Adagrasib is orally administered and is absorbed through the gastrointestinal tract. After oral dosing, it reaches peak plasma concentrations (Tmax) typically around 6–8 hours. Food has a minimal effect on overall exposure, although taking it with a meal may slightly delay absorption. The drug exhibits moderate bioavailability, and its pharmacokinetics support twice-daily dosing to maintain therapeutic plasma levels.

Distribution

Adagrasib (Krazati) has a large apparent volume of distribution (Vd) of approximately 942 L.

Metabolism

Adagrasib is primarily metabolized in the liver, mainly by the CYP3A4 enzyme, into inactive metabolites. This metabolic pathway means that drugs that strongly induce or inhibit CYP3A4 can significantly affect adagrasib levels. Metabolism helps regulate the drug’s systemic exposure and contributes to its elimination from the body.

Elimination

Adagrasib is eliminated mainly through feces, with a smaller portion excreted in the urine. Its half-life of approximately 24 hours supports twice-daily dosing, and clearance is influenced by hepatic metabolism via CYP3A4. This elimination profile allows steady plasma concentrations to be maintained for effective inhibition of KRAS G12C.

PHARMACODYNAMICS

Adagrasib selectively and irreversibly inhibits the KRAS G12C mutant protein, preventing it from activating downstream signaling pathways such as MAPK/ERK and PI3K/AKT that drive tumor cell proliferation and survival. By locking KRAS G12C in its inactive GDP-bound state, adagrasib reduces tumor growth and can induce cancer cell death. Pharmacodynamic studies show dose-dependent inhibition of KRAS signaling, with corresponding decreases in tumor size and activity in patients with KRAS G12C-mutated cancers.
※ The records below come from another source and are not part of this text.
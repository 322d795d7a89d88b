//! Webhook HTTP listener.
//!
//! A single endpoint receives provider updates. Deliveries are always
//! acknowledged with `{"ok":true}`, malformed and irrelevant ones included,
//! so the provider never re-queues an update we have already decided to
//! drop; dedup and matching happen in the intake.

use std::net::SocketAddr;
use std::sync::Arc;

use anyhow::{Context, Result};
use axum::extract::State;
use axum::response::Json;
use axum::routing::post;
use axum::Router;
use tracing::{debug, error, info, warn};

use crate::ingest::{IntakeOutcome, Update, WebhookIntake};

#[derive(Clone)]
struct AppState {
    intake: Arc<WebhookIntake>,
}

/// Build the webhook router.
pub fn router(intake: Arc<WebhookIntake>) -> Router {
    Router::new()
        .route("/telegram/webhook", post(telegram_webhook))
        .with_state(AppState { intake })
}

/// Bind and serve until ctrl-c.
pub async fn serve(addr: SocketAddr, intake: Arc<WebhookIntake>) -> Result<()> {
    let listener = tokio::net::TcpListener::bind(addr)
        .await
        .with_context(|| format!("Failed to bind {addr}"))?;
    info!(%addr, "webhook listener started");

    axum::serve(listener, router(intake))
        .with_graceful_shutdown(async {
            let _ = tokio::signal::ctrl_c().await;
        })
        .await
        .context("webhook listener failed")
}

async fn telegram_webhook(
    State(state): State<AppState>,
    body: String,
) -> Json<serde_json::Value> {
    // Updates we cannot parse are acknowledged and dropped, like any other
    // non-matching delivery.
    match serde_json::from_str::<Update>(&body) {
        Ok(update) => match state.intake.handle_update(&update) {
            Ok(IntakeOutcome::Queued { job_id, study_id }) => {
                debug!(job_id, study_id, "update queued");
            }
            Ok(outcome) => debug!(?outcome, "update dropped"),
            Err(err) => error!(error = %err, "intake failed"),
        },
        Err(err) => warn!(error = %err, "unparseable update"),
    }
    Json(serde_json::json!({ "ok": true }))
}
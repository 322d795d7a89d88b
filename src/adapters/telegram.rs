//! Telegram Bot API client.
//!
//! All payloads use `parse_mode: HTML`; callers are responsible for escaping
//! interpolated values (see [`crate::sync::format::esc`]).

use async_trait::async_trait;
use serde::de::DeserializeOwned;
use serde::Deserialize;
use thiserror::Error;

use super::MessagingApi;

/// Errors from the Telegram Bot API.
#[derive(Debug, Error)]
pub enum TelegramError {
    /// The API answered but rejected the call.
    #[error("Telegram {method} failed: {description}")]
    Api {
        method: &'static str,
        description: String,
    },

    /// The call never produced a usable answer.
    #[error("Telegram request failed: {0}")]
    Http(#[from] reqwest::Error),
}

impl TelegramError {
    /// True for the "message to delete not found" family of rejections,
    /// which callers treat as an already-deleted message.
    pub fn is_message_missing(&self) -> bool {
        match self {
            Self::Api { description, .. } => {
                let d = description.to_ascii_lowercase();
                d.contains("message to delete not found")
                    || d.contains("message to edit not found")
                    || d.contains("message_id_invalid")
            }
            Self::Http(_) => false,
        }
    }
}

/// Response envelope from the Telegram API
#[derive(Debug, Deserialize)]
struct TelegramResponse<T> {
    ok: bool,
    result: Option<T>,
    description: Option<String>,
}

/// Message result from sendMessage/editMessageText
#[derive(Debug, Deserialize)]
struct MessageResult {
    message_id: i64,
}

/// File result from getFile
#[derive(Debug, Deserialize)]
struct FileResult {
    file_path: String,
}

/// Telegram Bot API client
pub struct TelegramClient {
    /// Bot token
    bot_token: String,
    /// HTTP client
    client: reqwest::Client,
}

impl TelegramClient {
    /// Create a new Telegram client
    pub fn new(bot_token: String) -> Self {
        Self {
            bot_token,
            client: reqwest::Client::new(),
        }
    }

    /// Build API URL
    fn api_url(&self, method: &str) -> String {
        format!("https://api.telegram.org/bot{}/{}", self.bot_token, method)
    }

    /// Build file-download base URL
    fn file_url(&self, file_path: &str) -> String {
        format!(
            "https://api.telegram.org/file/bot{}/{}",
            self.bot_token, file_path
        )
    }

    /// POST a method call and unwrap the response envelope.
    async fn call<T: DeserializeOwned>(
        &self,
        method: &'static str,
        payload: serde_json::Value,
    ) -> Result<T, TelegramError> {
        let response = self
            .client
            .post(self.api_url(method))
            .json(&payload)
            .send()
            .await?;

        let status = response.status();
        let body: TelegramResponse<T> = response.json().await?;

        match body {
            TelegramResponse {
                ok: true,
                result: Some(result),
                ..
            } => Ok(result),
            TelegramResponse { description, .. } => Err(TelegramError::Api {
                method,
                description: description.unwrap_or_else(|| format!("HTTP {}", status)),
            }),
        }
    }

    /// Register the webhook URL updates should be delivered to.
    pub async fn set_webhook(&self, url: &str) -> Result<(), TelegramError> {
        self.call::<bool>("setWebhook", serde_json::json!({ "url": url }))
            .await?;
        Ok(())
    }

    /// Unregister the webhook, optionally discarding queued updates.
    pub async fn delete_webhook(&self, drop_pending_updates: bool) -> Result<(), TelegramError> {
        self.call::<bool>(
            "deleteWebhook",
            serde_json::json!({ "drop_pending_updates": drop_pending_updates }),
        )
        .await?;
        Ok(())
    }
}

#[async_trait]
impl MessagingApi for TelegramClient {
    async fn send_message(&self, chat_id: &str, text: &str) -> Result<i64, TelegramError> {
        let result: MessageResult = self
            .call(
                "sendMessage",
                serde_json::json!({
                    "chat_id": chat_id,
                    "text": text,
                    "parse_mode": "HTML",
                    "disable_web_page_preview": true,
                }),
            )
            .await?;
        Ok(result.message_id)
    }

    async fn edit_message_text(
        &self,
        chat_id: &str,
        message_id: i64,
        text: &str,
    ) -> Result<(), TelegramError> {
        self.call::<serde_json::Value>(
            "editMessageText",
            serde_json::json!({
                "chat_id": chat_id,
                "message_id": message_id,
                "text": text,
                "parse_mode": "HTML",
                "disable_web_page_preview": true,
            }),
        )
        .await?;
        Ok(())
    }

    async fn delete_message(&self, chat_id: &str, message_id: i64) -> Result<(), TelegramError> {
        self.call::<bool>(
            "deleteMessage",
            serde_json::json!({
                "chat_id": chat_id,
                "message_id": message_id,
            }),
        )
        .await?;
        Ok(())
    }

    async fn resolve_file(&self, file_id: &str) -> Result<String, TelegramError> {
        let result: FileResult = self
            .call("getFile", serde_json::json!({ "file_id": file_id }))
            .await?;
        Ok(self.file_url(&result.file_path))
    }

    async fn download_file(&self, download_url: &str) -> Result<Vec<u8>, TelegramError> {
        let response = self.client.get(download_url).send().await?;
        if !response.status().is_success() {
            return Err(TelegramError::Api {
                method: "downloadFile",
                description: format!("HTTP {}", response.status()),
            });
        }
        Ok(response.bytes().await?.to_vec())
    }
}

#[cfg(test)]
mod tests {
    use super::*;

    #[test]
    fn test_api_url() {
        let client = TelegramClient::new("TOKEN".to_string());
        assert_eq!(
            client.api_url("sendMessage"),
            "https://api.telegram.org/botTOKEN/sendMessage"
        );
    }

    #[test]
    fn test_file_url() {
        let client = TelegramClient::new("TOKEN".to_string());
        assert_eq!(
            client.file_url("voice/file_1.oga"),
            "https://api.telegram.org/file/botTOKEN/voice/file_1.oga"
        );
    }

    #[test]
    fn test_message_missing_detection() {
        let err = TelegramError::Api {
            method: "deleteMessage",
            description: "Bad Request: message to delete not found".to_string(),
        };
        assert!(err.is_message_missing());

        let err = TelegramError::Api {
            method: "sendMessage",
            description: "Bad Request: chat not found".to_string(),
        };
        assert!(!err.is_message_missing());
    }

    #[test]
    fn test_response_envelope_parsing() {
        let ok: TelegramResponse<MessageResult> =
            serde_json::from_str(r#"{"ok":true,"result":{"message_id":42}}"#).unwrap();
        assert!(ok.ok);
        assert_eq!(ok.result.unwrap().message_id, 42);

        let err: TelegramResponse<MessageResult> =
            serde_json::from_str(r#"{"ok":false,"description":"Bad Request"}"#).unwrap();
        assert!(!err.ok);
        assert_eq!(err.description.as_deref(), Some("Bad Request"));
    }
}
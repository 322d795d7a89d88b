//! Actors and the sign-off capability check.
//!
//! An actor is supplied per request by the authentication layer; only its
//! identity and role matter here. The role set is closed: other roles exist
//! elsewhere in the system but cannot sign.

use std::fmt;

use serde::{Deserialize, Serialize};

use super::study::StudyDetail;

/// Roles that participate in the sign-off workflow.
#[derive(Debug, Clone, Copy, PartialEq, Eq, Serialize, Deserialize)]
#[serde(rename_all = "snake_case")]
pub enum Role {
    Admin,
    Resident,
    Attending,
}

impl Role {
    /// Parse a role string as stored/transported ("admin", "resident", "attending").
    pub fn parse(s: &str) -> Option<Self> {
        match s {
            "admin" => Some(Self::Admin),
            "resident" => Some(Self::Resident),
            "attending" => Some(Self::Attending),
            _ => None,
        }
    }

    pub fn as_str(&self) -> &'static str {
        match self {
            Self::Admin => "admin",
            Self::Resident => "resident",
            Self::Attending => "attending",
        }
    }
}

impl fmt::Display for Role {
    fn fmt(&self, f: &mut fmt::Formatter<'_>) -> fmt::Result {
        f.write_str(self.as_str())
    }
}

/// An authenticated actor.
#[derive(Debug, Clone, Copy, PartialEq, Eq)]
pub struct Actor {
    pub id: i64,
    pub role: Role,
}

impl Actor {
    pub fn new(id: i64, role: Role) -> Self {
        Self { id, role }
    }

    pub fn is_admin(&self) -> bool {
        self.role == Role::Admin
    }
}

/// Which approval flag a sign-off request targets.
#[derive(Debug, Clone, Copy, PartialEq, Eq)]
pub enum SignTarget {
    Resident,
    Attending,
}

/// Whether `actor` may toggle the `target` flag on `study`.
///
/// Admins may always sign; residents and attendings only for studies they
/// are the corresponding physician on. Preconditions between the two flags
/// (resident-first ordering) are checked by the state machine, not here.
pub fn can_sign(actor: &Actor, study: &StudyDetail, target: SignTarget) -> bool {
    if actor.is_admin() {
        return true;
    }
    match target {
        SignTarget::Resident => actor.role == Role::Resident && actor.id == study.resident_id,
        SignTarget::Attending => actor.role == Role::Attending && actor.id == study.attending_id,
    }
}
//! Webhook intake: inbound provider updates become queued voice jobs.
//!
//! The handler is synchronous and fast. It never downloads anything; a
//! matching update only inserts a row recording what to fetch and when it
//! becomes eligible. Everything else is acknowledged and dropped.

use std::sync::Arc;
use std::time::Duration;

use serde::Deserialize;
use tracing::{debug, info};

use super::Clock;
use crate::store::{EnqueueOutcome, StoreError, StudyStore};

/// Inbound update envelope, pared down to the fields the intake reads.
#[derive(Debug, Clone, Deserialize)]
pub struct Update {
    pub update_id: i64,
    #[serde(default)]
    pub message: Option<IncomingMessage>,
}

#[derive(Debug, Clone, Deserialize)]
pub struct IncomingMessage {
    pub message_id: i64,
    pub chat: ChatRef,
    #[serde(default)]
    pub reply_to_message: Option<RepliedTo>,
    #[serde(default)]
    pub voice: Option<VoiceNote>,
    #[serde(default)]
    pub audio: Option<AudioFile>,
}

#[derive(Debug, Clone, Deserialize)]
pub struct ChatRef {
    pub id: i64,
}

#[derive(Debug, Clone, Deserialize)]
pub struct RepliedTo {
    pub message_id: i64,
}

#[derive(Debug, Clone, Deserialize)]
pub struct VoiceNote {
    pub file_id: String,
}

#[derive(Debug, Clone, Deserialize)]
pub struct AudioFile {
    pub file_id: String,
    #[serde(default)]
    pub file_name: Option<String>,
}

impl IncomingMessage {
    /// The audio reference carried by this message, voice note first.
    fn audio_file_id(&self) -> Option<&str> {
        self.voice
            .as_ref()
            .map(|v| v.file_id.as_str())
            .or_else(|| self.audio.as_ref().map(|a| a.file_id.as_str()))
    }
}

/// Why an update produced no job. All of these are acknowledged upstream.
#[derive(Debug, Clone, Copy, PartialEq, Eq)]
pub enum IgnoreReason {
    /// Update carries no message payload.
    NoMessage,
    /// Message is not a reply.
    NotAReply,
    /// Reply target does not match any study's mirror.
    UnknownMirror,
    /// Reply carries neither a voice note nor an audio file.
    NoAudio,
}

/// Result of handling one update.
#[derive(Debug, Clone, Copy, PartialEq, Eq)]
pub enum IntakeOutcome {
    /// A job was queued for deferred processing.
    Queued { job_id: i64, study_id: i64 },
    /// The provider redelivered an update we already queued.
    Duplicate,
    /// Acknowledged and dropped.
    Ignored(IgnoreReason),
}

/// Maps provider updates to pending voice jobs.
pub struct WebhookIntake {
    store: Arc<StudyStore>,
    clock: Arc<dyn Clock>,
    /// Grace period before a queued reply becomes eligible, so a corrected
    /// recording can supersede the first one.
    defer: Duration,
}

impl WebhookIntake {
    pub fn new(store: Arc<StudyStore>, clock: Arc<dyn Clock>, defer: Duration) -> Self {
        Self { store, clock, defer }
    }

    /// Handle one inbound update.
    pub fn handle_update(&self, update: &Update) -> Result<IntakeOutcome, StoreError> {
        let Some(message) = &update.message else {
            return Ok(IntakeOutcome::Ignored(IgnoreReason::NoMessage));
        };
        let Some(reply) = &message.reply_to_message else {
            return Ok(IntakeOutcome::Ignored(IgnoreReason::NotAReply));
        };

        let chat_id = message.chat.id.to_string();
        let Some(study_id) = self.store.find_by_mirror(&chat_id, reply.message_id)? else {
            debug!(
                chat_id,
                reply_message_id = reply.message_id,
                "reply does not match a mirror, dropping"
            );
            return Ok(IntakeOutcome::Ignored(IgnoreReason::UnknownMirror));
        };

        let Some(file_id) = message.audio_file_id() else {
            return Ok(IntakeOutcome::Ignored(IgnoreReason::NoAudio));
        };

        let process_at = self.clock.now().timestamp() + self.defer.as_secs() as i64;
        let outcome = self.store.enqueue_voice_job(
            Some(update.update_id),
            study_id,
            &chat_id,
            message.message_id,
            file_id,
            process_at,
        )?;

        match outcome {
            EnqueueOutcome::Queued(job_id) => {
                info!(study_id, job_id, "voice reply queued");
                Ok(IntakeOutcome::Queued { job_id, study_id })
            }
            EnqueueOutcome::Duplicate => {
                debug!(update_id = update.update_id, "duplicate update dropped");
                Ok(IntakeOutcome::Duplicate)
            }
        }
    }
}

#[cfg(test)]
mod tests {
    use super::*;

    #[test]
    fn test_update_parsing_full_shape() {
        let raw = r#"{
            "update_id": 9001,
            "message": {
                "message_id": 55,
                "chat": { "id": -100123 },
                "reply_to_message": { "message_id": 7 },
                "voice": { "file_id": "voice-abc" }
            }
        }"#;
        let update: Update = serde_json::from_str(raw).unwrap();
        assert_eq!(update.update_id, 9001);
        let message = update.message.unwrap();
        assert_eq!(message.chat.id, -100123);
        assert_eq!(message.reply_to_message.unwrap().message_id, 7);
        assert_eq!(message.voice.unwrap().file_id, "voice-abc");
    }

    #[test]
    fn test_update_parsing_tolerates_extra_fields() {
        let raw = r#"{
            "update_id": 1,
            "message": {
                "message_id": 2,
                "from": { "id": 3, "first_name": "x" },
                "chat": { "id": 4, "type": "supergroup" },
                "date": 1700000000,
                "text": "hello"
            }
        }"#;
        let update: Update = serde_json::from_str(raw).unwrap();
        let message = update.message.unwrap();
        assert!(message.reply_to_message.is_none());
        assert!(message.voice.is_none());
        assert!(message.audio.is_none());
    }

    #[test]
    fn test_voice_note_takes_precedence_over_audio() {
        let message = IncomingMessage {
            message_id: 1,
            chat: ChatRef { id: 1 },
            reply_to_message: None,
            voice: Some(VoiceNote {
                file_id: "voice-id".to_string(),
            }),
            audio: Some(AudioFile {
                file_id: "audio-id".to_string(),
                file_name: Some("memo.mp3".to_string()),
            }),
        };
        assert_eq!(message.audio_file_id(), Some("voice-id"));
    }

    #[test]
    fn test_audio_file_used_when_no_voice_note() {
        let message = IncomingMessage {
            message_id: 1,
            chat: ChatRef { id: 1 },
            reply_to_message: None,
            voice: None,
            audio: Some(AudioFile {
                file_id: "audio-id".to_string(),
                file_name: None,
            }),
        };
        assert_eq!(message.audio_file_id(), Some("audio-id"));
    }
}
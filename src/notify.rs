//! Final-sign broadcast notifications.
//!
//! Fire-and-forget: a failed or unconfigured broadcast is logged and the
//! triggering sign-off proceeds untouched.

use std::sync::Arc;

use tracing::warn;

use crate::adapters::MessagingApi;
use crate::domain::StudyDetail;
use crate::sync::esc;

/// Broadcasts a sign-off announcement to a channel separate from the
/// per-study mirrors.
pub struct NotificationDispatcher {
    api: Arc<dyn MessagingApi>,
    /// Broadcast target; `None` disables announcements.
    chat_id: Option<String>,
}

impl NotificationDispatcher {
    pub fn new(api: Arc<dyn MessagingApi>, chat_id: Option<String>) -> Self {
        Self { api, chat_id }
    }

    /// Announce that a study's report is finally signed.
    ///
    /// Never fails: every error path ends in a log line.
    pub async fn announce_final_sign(&self, study: &StudyDetail, report_text: &str) {
        let Some(chat_id) = &self.chat_id else {
            warn!(study_id = study.id, "broadcast chat not configured, skipping announcement");
            return;
        };

        let text = build_announcement(study, report_text);
        if let Err(err) = self.api.send_message(chat_id, &text).await {
            warn!(study_id = study.id, error = %err, "final-sign announcement failed");
        }
    }
}

fn build_announcement(study: &StudyDetail, report_text: &str) -> String {
    let details = study
        .exam_details
        .as_deref()
        .map(|d| format!(" ({})", esc(d)))
        .unwrap_or_default();

    let mut lines = vec![
        "<b>Final report signed</b>".to_string(),
        format!(
            "<b>Study #{}</b> \u{2014} {}{}, {}",
            study.id,
            esc(&study.exam_type_code),
            details,
            esc(&study.modality_code)
        ),
        format!(
            "Patient: <b>{} {}, code: {}</b>",
            esc(study.patient_firstname.as_deref().unwrap_or("-")),
            esc(study.patient_lastname.as_deref().unwrap_or("")),
            esc(&study.patient_code)
        ),
        format!(
            "Resident: <b>{}</b>",
            esc(study.resident_fullname.as_deref().unwrap_or("-"))
        ),
        format!(
            "Attending: <b>{}</b>",
            esc(study.attending_fullname.as_deref().unwrap_or("-"))
        ),
        format!(
            "Date/Time: {} {}",
            esc(&study.exam_date),
            esc(&study.exam_time)
        ),
    ];

    if !report_text.is_empty() {
        lines.push(format!("<pre>{}</pre>", bold_markup_to_html(&esc(report_text))));
    }

    lines.join("\n")
}

/// Convert the dictation convention `**emphasis**` into the provider's bold
/// tag. Input must already be HTML-escaped. An unmatched trailing delimiter
/// is kept literal.
fn bold_markup_to_html(text: &str) -> String {
    let parts: Vec<&str> = text.split("**").collect();
    let mut out = String::with_capacity(text.len());
    for (i, part) in parts.iter().enumerate() {
        if i % 2 == 1 {
            if i == parts.len() - 1 {
                out.push_str("**");
                out.push_str(part);
            } else {
                out.push_str("<b>");
                out.push_str(part);
                out.push_str("</b>");
            }
        } else {
            out.push_str(part);
        }
    }
    out
}

#[cfg(test)]
mod tests {
    use super::*;

    fn sample_study() -> StudyDetail {
        StudyDetail {
            id: 7,
            exam_date: "2024-11-02".to_string(),
            exam_time: "10:30".to_string(),
            modality_code: "CT".to_string(),
            exam_type_code: "BRAIN_WC".to_string(),
            patient_code: "P-100".to_string(),
            patient_firstname: Some("Jane".to_string()),
            patient_lastname: Some("Doe".to_string()),
            resident_fullname: Some("Res Ident".to_string()),
            attending_fullname: Some("Att Ending".to_string()),
            attending_checked: true,
            resident_checked: true,
            ..StudyDetail::default()
        }
    }

    #[test]
    fn test_bold_conversion() {
        assert_eq!(bold_markup_to_html("**Findings** normal"), "<b>Findings</b> normal");
        assert_eq!(
            bold_markup_to_html("a **b** c **d** e"),
            "a <b>b</b> c <b>d</b> e"
        );
        assert_eq!(bold_markup_to_html("no markup"), "no markup");
    }

    #[test]
    fn test_unmatched_delimiter_stays_literal() {
        assert_eq!(bold_markup_to_html("broken **bold"), "broken **bold");
    }

    #[test]
    fn test_announcement_layout() {
        let text = build_announcement(&sample_study(), "**Impression**: clear");
        let lines: Vec<&str> = text.lines().collect();
        assert_eq!(lines[0], "<b>Final report signed</b>");
        assert_eq!(lines[1], "<b>Study #7</b> \u{2014} BRAIN_WC, CT");
        assert_eq!(lines[2], "Patient: <b>Jane Doe, code: P-100</b>");
        assert_eq!(lines[3], "Resident: <b>Res Ident</b>");
        assert_eq!(lines[4], "Attending: <b>Att Ending</b>");
        assert_eq!(lines[5], "Date/Time: 2024-11-02 10:30");
        assert_eq!(lines[6], "<pre><b>Impression</b>: clear</pre>");
    }

    #[test]
    fn test_report_escaped_before_bold_conversion() {
        let text = build_announcement(&sample_study(), "size < 3mm & **stable**");
        assert!(text.contains("size &lt; 3mm &amp; <b>stable</b>"));
    }

    #[test]
    fn test_empty_report_omits_body() {
        let text = build_announcement(&sample_study(), "");
        assert!(!text.contains("<pre>"));
    }
}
The drug’s effects are sustained with twice-daily dosing, correlating with maintained plasma concentrations above the target inhibitory threshold.

ADMINISTRATION

Adagrasib is administered orally in the form of tablets. The recommended dosing schedule is twice daily, with or without food, to maintain effective plasma levels. Patients are advised to swallow the tablets whole and to follow any specific guidance regarding dose adjustments in cases of liver or kidney impairment, drug interactions, or adverse effects.

DOSAGE AND STRENGTH

Adagrasib is typically administered at a dose of 600 mg orally twice daily. It is available in 150 mg tablets, so the standard regimen involves taking four tablets per dose. Dose adjustments may be required for patients experiencing adverse reactions or those with moderate hepatic or renal impairment, following a healthcare provider’s guidance.

DRUG INTERACTIONS

Adagrasib is metabolized by CYP3A4, so inhibitors may increase its levels and inducers may reduce its effectiveness. It also weakly inhibits P-glycoprotein, potentially affecting other medications.

FOOD INTERACTIONS

Adagrasib can be taken with or without food, as meals have minimal impact on its overall absorption. High-fat or large meals may slightly delay the time to peak concentration but do not significantly affect drug exposure.

CONTRAINDICATIONS

Adagrasib is contraindicated in patients with a known hypersensitivity to adagrasib or any of its excipients. Caution is also advised in individuals with severe hepatic impairment or those taking strong CYP3A4 inducers, as these conditions can significantly alter drug levels and increase the risk of toxicity.

SIDE EFFECTS

Common side effects:

  • Diarrhea.

  • Nausea.

  • Vomiting.

  • Fatigue.

  • Elevated liver enzymes.

  • Decreased appetite.

Less frequent but serious adverse effects:

  • Hepatotoxicity.

  • Interstitial lung disease.

  • QT interval prolongation.

TOXICITY

Adagrasib’s toxicity profile is generally manageable but can include hepatotoxicity, gastrointestinal toxicity (diarrhea, nausea, vomiting), and cardiac effects such as QT interval prolongation. Severe or prolonged toxicities may requiredose interruption, reduction, or discontinuation. Close monitoring of liver function, electrolytes, and cardiac status is recommended during treatment to minimize risks.